··· Given entries

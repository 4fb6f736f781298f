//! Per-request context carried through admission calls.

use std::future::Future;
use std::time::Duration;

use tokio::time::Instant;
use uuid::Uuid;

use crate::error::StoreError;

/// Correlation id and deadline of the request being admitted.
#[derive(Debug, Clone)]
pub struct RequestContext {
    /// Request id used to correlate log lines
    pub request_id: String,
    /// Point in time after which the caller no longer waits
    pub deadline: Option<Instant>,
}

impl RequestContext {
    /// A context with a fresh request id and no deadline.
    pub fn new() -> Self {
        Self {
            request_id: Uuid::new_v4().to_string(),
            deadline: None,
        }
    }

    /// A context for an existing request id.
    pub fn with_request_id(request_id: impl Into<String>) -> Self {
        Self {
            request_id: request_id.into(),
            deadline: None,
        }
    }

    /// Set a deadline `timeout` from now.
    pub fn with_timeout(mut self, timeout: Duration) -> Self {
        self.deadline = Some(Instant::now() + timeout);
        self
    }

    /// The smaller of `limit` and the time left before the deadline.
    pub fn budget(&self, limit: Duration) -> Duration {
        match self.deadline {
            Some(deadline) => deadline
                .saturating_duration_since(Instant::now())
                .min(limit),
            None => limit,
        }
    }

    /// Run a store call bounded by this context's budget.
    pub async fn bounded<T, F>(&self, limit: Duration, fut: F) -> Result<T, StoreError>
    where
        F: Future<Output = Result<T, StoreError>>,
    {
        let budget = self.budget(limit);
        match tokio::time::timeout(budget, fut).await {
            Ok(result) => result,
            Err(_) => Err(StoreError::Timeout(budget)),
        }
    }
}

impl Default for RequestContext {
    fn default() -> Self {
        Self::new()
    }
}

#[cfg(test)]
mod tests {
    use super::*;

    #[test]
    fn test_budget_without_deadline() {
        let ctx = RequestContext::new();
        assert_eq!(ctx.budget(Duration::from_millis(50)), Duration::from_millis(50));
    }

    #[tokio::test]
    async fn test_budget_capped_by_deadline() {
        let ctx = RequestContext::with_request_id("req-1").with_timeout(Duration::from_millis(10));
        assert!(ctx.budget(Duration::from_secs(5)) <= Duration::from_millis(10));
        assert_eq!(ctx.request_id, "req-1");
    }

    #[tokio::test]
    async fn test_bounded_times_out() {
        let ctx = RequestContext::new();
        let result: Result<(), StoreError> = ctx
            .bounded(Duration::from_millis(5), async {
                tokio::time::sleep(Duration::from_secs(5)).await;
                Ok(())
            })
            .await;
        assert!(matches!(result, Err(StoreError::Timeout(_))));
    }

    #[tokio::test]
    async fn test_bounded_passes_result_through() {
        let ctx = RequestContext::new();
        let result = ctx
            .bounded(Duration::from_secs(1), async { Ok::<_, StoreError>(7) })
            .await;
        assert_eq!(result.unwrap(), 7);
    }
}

······

■ Task objective ■
Every line above with the word "await" is to be copied out.

■ Solution to this task ■
        match tokio::time::timeout(budget, fut).await {
                tokio::time::sleep(Duration::from_secs(5)).await;
            .await;
            .await;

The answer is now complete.